What I remember of your old house was the pump organ in the living room. I would try to play it, but my legs were too short to reach the pedals. You sat next to me and pumped the pedals while I pressed keys at random and pulled the various enamel covered knobs. I wasn't used to someone older lavishing attention on me. I expected at any moment that you would tire of me and go off and play with my older brother.
 
That never happened. Instead, you took me to the lake, down a vine-covered path just large enough to allow one person at a time. I asked if there were poison ivy. ‘Yep, it's all over,’ you said. ‘Don't worry, there's none on the path.’
 
The path snaked through a wooded area and eventually led to a beach pock-marked with rocks. A constant ripple of waves traveled across the surface of the small lake. The waves moved endlessly right to left.

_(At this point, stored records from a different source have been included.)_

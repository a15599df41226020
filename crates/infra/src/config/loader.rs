//! Environment configuration loader
//!
//! Resolves the request layer's [`EnvironmentConfig`] once at startup.
//!
//! ## Loading Strategy
//! 1. Loads a `.env` file into the process environment if one exists
//! 2. Uses a config file as the base if one is found, otherwise defaults
//! 3. Overlays any environment variables that are set
//!
//! ## Environment Variables
//! - `CHATWIRE_API_BASE_URL`: Base URL joined with relative request URLs
//! - `CHATWIRE_API_TIMEOUT_MS`: Request timeout in milliseconds
//! - `CHATWIRE_ENV`: `production`/`prod` or `development`/`dev`/`test`
//!
//! ## File Locations
//! The loader checks the following paths (in order):
//! 1. `./chatwire.json` or `./chatwire.toml` (current working directory)
//! 2. `../chatwire.json` or `../chatwire.toml` (parent directory)
//! 3. Relative to executable location

use std::path::{Path, PathBuf};

use chatwire_domain::{ChatwireError, EnvironmentConfig, Result};

pub const ENV_BASE_URL: &str = "CHATWIRE_API_BASE_URL";
pub const ENV_TIMEOUT_MS: &str = "CHATWIRE_API_TIMEOUT_MS";
pub const ENV_ENVIRONMENT: &str = "CHATWIRE_ENV";

/// Load configuration with the full layering strategy.
///
/// # Errors
/// Returns `ChatwireError::Config` if a config file is malformed or an
/// environment variable holds an invalid value.
pub fn load() -> Result<EnvironmentConfig> {
    match dotenvy::dotenv() {
        Ok(path) => tracing::info!(path = %path.display(), "Loaded .env file"),
        Err(e) if e.not_found() => tracing::debug!("No .env file found"),
        Err(e) => tracing::warn!(error = %e, "Could not load .env file"),
    }

    let base = match find_config_file() {
        Some(path) => load_from_file(Some(path))?,
        None => EnvironmentConfig::default(),
    };

    let config = apply_env(base)?;
    tracing::info!(
        base_url = %config.base_url,
        timeout_ms = config.timeout_ms,
        environment = config.environment_name(),
        "Environment configuration resolved"
    );
    Ok(config)
}

/// Load configuration from environment variables over built-in defaults.
///
/// # Errors
/// Returns `ChatwireError::Config` for unparseable or zero timeouts and
/// unknown environment names.
pub fn load_from_env() -> Result<EnvironmentConfig> {
    apply_env(EnvironmentConfig::default())
}

/// Overlay every set environment variable onto `base`.
fn apply_env(mut config: EnvironmentConfig) -> Result<EnvironmentConfig> {
    if let Some(base_url) = env_var(ENV_BASE_URL) {
        config.base_url = base_url;
    }

    if let Some(raw) = env_var(ENV_TIMEOUT_MS) {
        config.timeout_ms = parse_timeout(&raw)?;
    }

    if let Some(raw) = env_var(ENV_ENVIRONMENT) {
        config.production = parse_environment(&raw)?;
    }

    Ok(config)
}

/// Load configuration from a file
///
/// If `path` is `None`, searches the standard locations. Supports both JSON
/// and TOML formats (detected by file extension); missing fields take their
/// defaults.
///
/// # Errors
/// Returns `ChatwireError::Config` if:
/// - File not found (when path is specified)
/// - No config file found (when path is `None`)
/// - File format is invalid
pub fn load_from_file(path: Option<PathBuf>) -> Result<EnvironmentConfig> {
    let config_path = match path {
        Some(p) => {
            if !p.exists() {
                return Err(ChatwireError::Config(format!(
                    "Config file not found: {}",
                    p.display()
                )));
            }
            p
        }
        None => find_config_file().ok_or_else(|| {
            ChatwireError::Config(
                "No config file found in any of the standard locations".to_string(),
            )
        })?,
    };

    tracing::info!(path = %config_path.display(), "Loading configuration from file");

    let contents = std::fs::read_to_string(&config_path)
        .map_err(|e| ChatwireError::Config(format!("Failed to read config file: {}", e)))?;

    let config = parse_config(&contents, &config_path)?;
    if config.timeout_ms == 0 {
        return Err(ChatwireError::Config("timeout_ms must be greater than zero".to_string()));
    }
    Ok(config)
}

/// Parse configuration from string content
///
/// Format is detected by file extension (`.json` or `.toml`).
fn parse_config(contents: &str, path: &Path) -> Result<EnvironmentConfig> {
    let extension = path.extension().and_then(|e| e.to_str()).unwrap_or("json");

    match extension {
        "toml" => toml::from_str(contents)
            .map_err(|e| ChatwireError::Config(format!("Invalid TOML format: {}", e))),
        "json" => serde_json::from_str(contents)
            .map_err(|e| ChatwireError::Config(format!("Invalid JSON format: {}", e))),
        _ => Err(ChatwireError::Config(format!("Unsupported config format: {}", extension))),
    }
}

/// Search the standard paths for a config file
///
/// # Returns
/// The first config file found, or `None` if no file exists.
pub fn find_config_file() -> Option<PathBuf> {
    const NAMES: [&str; 4] =
        ["chatwire.json", "chatwire.toml", "../chatwire.json", "../chatwire.toml"];

    let mut candidates = Vec::new();

    if let Ok(cwd) = std::env::current_dir() {
        candidates.extend(NAMES.iter().map(|name| cwd.join(name)));
    }

    if let Ok(exe_path) = std::env::current_exe() {
        if let Some(exe_dir) = exe_path.parent() {
            candidates.extend(NAMES.iter().map(|name| exe_dir.join(name)));
        }
    }

    candidates.into_iter().find(|path| path.exists())
}

/// Read an environment variable, treating blank values as unset.
fn env_var(key: &str) -> Option<String> {
    std::env::var(key).ok().map(|value| value.trim().to_string()).filter(|value| !value.is_empty())
}

fn parse_timeout(raw: &str) -> Result<u64> {
    let timeout = raw.parse::<u64>().map_err(|e| {
        ChatwireError::Config(format!("Invalid {}: {} ({})", ENV_TIMEOUT_MS, raw, e))
    })?;
    if timeout == 0 {
        return Err(ChatwireError::Config(format!("{} must be greater than zero", ENV_TIMEOUT_MS)));
    }
    Ok(timeout)
}

/// Accepts `production`/`prod` and `development`/`dev`/`test`
/// (case-insensitive).
fn parse_environment(raw: &str) -> Result<bool> {
    match raw.to_ascii_lowercase().as_str() {
        "production" | "prod" => Ok(true),
        "development" | "dev" | "test" => Ok(false),
        other => Err(ChatwireError::Config(format!(
            "Invalid {}: {} (expected production or development)",
            ENV_ENVIRONMENT, other
        ))),
    }
}
//! # Chatwire Core
//!
//! Pure request-layer logic - no network code.
//!
//! This crate contains:
//! - The request normalizer and request identity
//! - The in-flight registry that enforces one live request per identity
//! - The response/error classifier
//! - Port interfaces (`Transport`, `Notifier`) and the `RequestService`
//!   that ties them together
//!
//! ## Architecture Principles
//! - Only depends on `chatwire-domain`
//! - No HTTP client code; I/O happens behind the `Transport` port
//! - Pure, testable business logic

pub mod classifier;
pub mod ports;
pub mod registry;
pub mod request;
pub mod service;
pub mod utils;

// Re-export specific items to avoid ambiguity
pub use classifier::{classify, Outcome};
pub use ports::{Notice, Notifier, SilentNotifier, Transport};
pub use registry::{InFlightHandle, InFlightRegistry};
pub use request::{normalize, RequestConfig, RequestIdentity, RequestOverrides};
pub use service::RequestService;
pub use utils::throttle::Throttle;
//! # Chatwire Infrastructure
//!
//! Infrastructure implementations of the core request-layer ports.
//!
//! This crate contains:
//! - The reqwest-backed `Transport`
//! - Environment configuration loading (env vars, `.env`, JSON/TOML files)
//! - Tracing setup and the broadcast `Notifier` for the UI layer
//! - `AppContext`, which wires everything together once at startup
//!
//! ## Architecture
//! - Implements traits defined in `chatwire-core`
//! - Depends on `chatwire-domain` and `chatwire-core`
//! - Contains all "impure" code (network, environment, subscribers)

pub mod config;
pub mod context;
pub mod errors;
pub mod http;
pub mod notify;
pub mod observability;

// Re-export commonly used items
pub use context::AppContext;
pub use http::{ReqwestTransport, ReqwestTransportBuilder};
pub use notify::{BroadcastNotifier, UiEvent};
//! Turns a `(method, url, data, overrides)` call into a [`RequestConfig`].
//!
//! Payload placement depends on the method: read-style methods send a JSON
//! object as query parameters, write-style methods send the payload as the
//! body. Multipart bodies never carry a caller-chosen `Content-Type`; the
//! transport has to write its own boundary.

use chatwire_domain::constants::JSON_CONTENT_TYPE;
use chatwire_domain::{Method, Payload};
use http::header::{HeaderMap, HeaderValue, CONTENT_TYPE};
use serde_json::Value;
use tokio_util::sync::CancellationToken;
use tracing::{debug, warn};

use super::config::{RequestConfig, RequestOverrides};

/// Build the transport configuration for one call.
///
/// Never fails: an empty or unparseable `url` is passed through and the
/// transport reports it.
pub fn normalize(
    method: &str,
    url: &str,
    data: Payload,
    overrides: RequestOverrides,
) -> RequestConfig {
    let method = Method::parse(method).unwrap_or_else(|| {
        debug!(raw = method, "unrecognized method, defaulting to GET");
        Method::Get
    });

    let multipart = data.is_multipart();
    let (mut query, body) = place_payload(method, data);
    merge_query(&mut query, overrides.query);
    let headers = merge_headers(&overrides.headers, multipart);

    RequestConfig {
        method,
        url: url.to_string(),
        headers,
        timeout: overrides.timeout,
        query,
        body,
        cancel: CancellationToken::new(),
    }
}

fn place_payload(method: Method, data: Payload) -> (Vec<(String, String)>, Option<Payload>) {
    if method.is_read() {
        let query = match data {
            Payload::Empty => Vec::new(),
            Payload::Json(value) => query_pairs(&value),
            Payload::Multipart(_) => {
                warn!(%method, "multipart payload dropped from read request");
                Vec::new()
            }
        };
        return (query, None);
    }

    if data.is_empty() {
        (Vec::new(), None)
    } else {
        (Vec::new(), Some(data))
    }
}

/// Flatten a JSON object into query pairs.
///
/// Scalars become their text form, arrays repeat as `key[]`, nested objects
/// are sent as JSON text and `null` values are skipped.
pub fn query_pairs(value: &Value) -> Vec<(String, String)> {
    let object = match value {
        Value::Object(object) => object,
        Value::Null => return Vec::new(),
        other => {
            warn!(kind = json_kind(other), "non-object query payload dropped");
            return Vec::new();
        }
    };

    let mut pairs = Vec::with_capacity(object.len());
    for (key, value) in object {
        match value {
            Value::Null => {}
            Value::Array(items) => {
                let key = format!("{key}[]");
                pairs.extend(
                    items.iter().filter_map(scalar_text).map(|text| (key.clone(), text)),
                );
            }
            other => {
                if let Some(text) = scalar_text(other) {
                    pairs.push((key.clone(), text));
                }
            }
        }
    }
    pairs
}

fn scalar_text(value: &Value) -> Option<String> {
    match value {
        Value::Null => None,
        Value::String(text) => Some(text.clone()),
        other => Some(other.to_string()),
    }
}

fn json_kind(value: &Value) -> &'static str {
    match value {
        Value::Null => "null",
        Value::Bool(_) => "bool",
        Value::Number(_) => "number",
        Value::String(_) => "string",
        Value::Array(_) => "array",
        Value::Object(_) => "object",
    }
}

fn merge_query(query: &mut Vec<(String, String)>, extra: Vec<(String, String)>) {
    for (key, _) in &extra {
        query.retain(|(existing, _)| existing != key);
    }
    query.extend(extra);
}

fn merge_headers(overrides: &HeaderMap, multipart: bool) -> HeaderMap {
    let mut headers = HeaderMap::new();
    headers.insert(CONTENT_TYPE, HeaderValue::from_static(JSON_CONTENT_TYPE));

    for name in overrides.keys() {
        headers.remove(name);
        for value in overrides.get_all(name) {
            headers.append(name.clone(), value.clone());
        }
    }

    if multipart {
        headers.remove(CONTENT_TYPE);
    }
    headers
}
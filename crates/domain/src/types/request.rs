//! Request-side types: methods and payloads

use std::fmt;

use serde::{Deserialize, Serialize};
use serde_json::Value;

/// HTTP method of a request.
#[derive(Debug, Clone, Copy, PartialEq, Eq, Hash, Serialize, Deserialize)]
#[serde(rename_all = "UPPERCASE")]
pub enum Method {
    Get,
    Post,
    Put,
    Patch,
    Delete,
    Head,
    Options,
}

impl Method {
    /// Parse a method name case-insensitively.
    ///
    /// Returns `None` for empty or unknown input.
    pub fn parse(raw: &str) -> Option<Self> {
        match raw.trim().to_ascii_lowercase().as_str() {
            "get" => Some(Self::Get),
            "post" => Some(Self::Post),
            "put" => Some(Self::Put),
            "patch" => Some(Self::Patch),
            "delete" => Some(Self::Delete),
            "head" => Some(Self::Head),
            "options" => Some(Self::Options),
            _ => None,
        }
    }

    /// Read-style methods carry their payload as query parameters.
    pub fn is_read(self) -> bool {
        matches!(self, Self::Get | Self::Head | Self::Options)
    }

    pub fn as_str(self) -> &'static str {
        match self {
            Self::Get => "GET",
            Self::Post => "POST",
            Self::Put => "PUT",
            Self::Patch => "PATCH",
            Self::Delete => "DELETE",
            Self::Head => "HEAD",
            Self::Options => "OPTIONS",
        }
    }
}

impl fmt::Display for Method {
    fn fmt(&self, f: &mut fmt::Formatter<'_>) -> fmt::Result {
        f.write_str(self.as_str())
    }
}

/// Data attached to a request.
#[derive(Debug, Clone, Default, PartialEq)]
pub enum Payload {
    #[default]
    Empty,
    Json(Value),
    /// Binary form; the transport synthesizes its own boundary header
    Multipart(MultipartForm),
}

impl Payload {
    pub fn is_empty(&self) -> bool {
        matches!(self, Self::Empty | Self::Json(Value::Null))
    }

    pub fn is_multipart(&self) -> bool {
        matches!(self, Self::Multipart(_))
    }
}

impl From<Value> for Payload {
    fn from(value: Value) -> Self {
        Self::Json(value)
    }
}

impl From<Option<Value>> for Payload {
    fn from(value: Option<Value>) -> Self {
        value.map_or(Self::Empty, Self::Json)
    }
}

impl From<MultipartForm> for Payload {
    fn from(form: MultipartForm) -> Self {
        Self::Multipart(form)
    }
}

/// Ordered multipart form, built with chained `text`/`file` calls.
#[derive(Debug, Clone, Default, PartialEq, Eq)]
pub struct MultipartForm {
    parts: Vec<FormPart>,
}

/// One named field of a multipart form.
#[derive(Debug, Clone, PartialEq, Eq)]
pub struct FormPart {
    pub name: String,
    pub body: FormPartBody,
}

#[derive(Debug, Clone, PartialEq, Eq)]
pub enum FormPartBody {
    Text(String),
    File { file_name: String, mime: Option<String>, bytes: Vec<u8> },
}

impl MultipartForm {
    pub fn new() -> Self {
        Self::default()
    }

    pub fn text(mut self, name: impl Into<String>, value: impl Into<String>) -> Self {
        self.parts.push(FormPart { name: name.into(), body: FormPartBody::Text(value.into()) });
        self
    }

    pub fn file(
        mut self,
        name: impl Into<String>,
        file_name: impl Into<String>,
        mime: Option<&str>,
        bytes: impl Into<Vec<u8>>,
    ) -> Self {
        self.parts.push(FormPart {
            name: name.into(),
            body: FormPartBody::File {
                file_name: file_name.into(),
                mime: mime.map(str::to_string),
                bytes: bytes.into(),
            },
        });
        self
    }

    pub fn parts(&self) -> &[FormPart] {
        &self.parts
    }

    pub fn is_empty(&self) -> bool {
        self.parts.is_empty()
    }
}
//! Request layer constants
//!
//! Centralized location for the defaults and wire-level sentinels shared by
//! every crate in the workspace.

// Environment defaults
pub const DEFAULT_BASE_URL: &str = "http://localhost:8090";
pub const DEFAULT_TIMEOUT_MS: u64 = 3000;

// Upstream envelope contract
pub const OK_CODE: i64 = 200;
pub const DEFAULT_BUSINESS_ERROR_MSG: &str = "request failed";

// Headers
pub const JSON_CONTENT_TYPE: &str = "application/json;charset=UTF-8";

// User-facing notice text
pub const NOT_FOUND_NOTICE: &str = "Requested endpoint not found";
pub const GENERIC_FAILURE_NOTICE: &str = "Request failed, please try again later";
pub const SESSION_EXPIRED_NOTICE: &str = "Session expired, please sign in again";

// Throttle helper
pub const DEFAULT_THROTTLE_MS: u64 = 100;
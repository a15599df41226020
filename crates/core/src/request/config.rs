use std::time::Duration;

use chatwire_domain::{Method, Payload};
use http::header::{HeaderMap, HeaderName, HeaderValue, CONTENT_TYPE};
use tokio_util::sync::CancellationToken;

/// Caller-supplied adjustments layered over the normalized request.
///
/// Nothing here can change the method or URL of a request.
#[derive(Debug, Clone, Default)]
pub struct RequestOverrides {
    pub headers: HeaderMap,
    pub timeout: Option<Duration>,
    /// Extra query pairs; they win over payload-derived pairs with the same key
    pub query: Vec<(String, String)>,
}

impl RequestOverrides {
    pub fn new() -> Self {
        Self::default()
    }

    pub fn header(mut self, name: HeaderName, value: HeaderValue) -> Self {
        self.headers.insert(name, value);
        self
    }

    pub fn timeout(mut self, timeout: Duration) -> Self {
        self.timeout = Some(timeout);
        self
    }

    pub fn query(mut self, key: impl Into<String>, value: impl Into<String>) -> Self {
        self.query.push((key.into(), value.into()));
        self
    }
}

/// Fully-specified transport configuration for one call.
#[derive(Debug, Clone)]
pub struct RequestConfig {
    pub method: Method,
    pub url: String,
    pub headers: HeaderMap,
    /// Per-call timeout; `None` uses the transport default
    pub timeout: Option<Duration>,
    pub query: Vec<(String, String)>,
    pub body: Option<Payload>,
    /// Observed by the transport to abort the underlying call
    pub cancel: CancellationToken,
}

impl RequestConfig {
    pub fn content_type(&self) -> Option<&str> {
        self.headers.get(CONTENT_TYPE).and_then(|value| value.to_str().ok())
    }
}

We stood on the shore, looking at the water. As I stared at the constantly moving ripples I felt as if we were travelers on a shore moving slowly to the right.
 
‘Doesn't it feel like we're moving?’ I said.
 
‘Yes, it does,’ you said. You walked out to the end of a rickety pier to which a rowboat was moored. 
 
The wood planks on the pier had turned gray with age. There were spider webs underneath the pier. No 
spiders were visible, but I knew they were somewhere.
 
 ‘Have you ever seen the spiders?’ I asked, pointing to the webs.
 
‘Once in a while.’
 
‘Are they big?’
 
‘Some are.’ I backed away from the dock. ‘Don’t worry. They keep to themselves.’
 
You picked up a rock and threw it over the water so that it skipped four or five times. It was the first time I had seen that trick.
 
You took me out in the rowboat, and I remarked that now we really were moving, it was no longer an illusion, though the waves were still moving in their constant path across the lake's surface. I wondered if it were possible for the boat to be stationary while the world was moving around us, making it seem as if we were moving. ‘Is the lake moving or are we?’ I asked.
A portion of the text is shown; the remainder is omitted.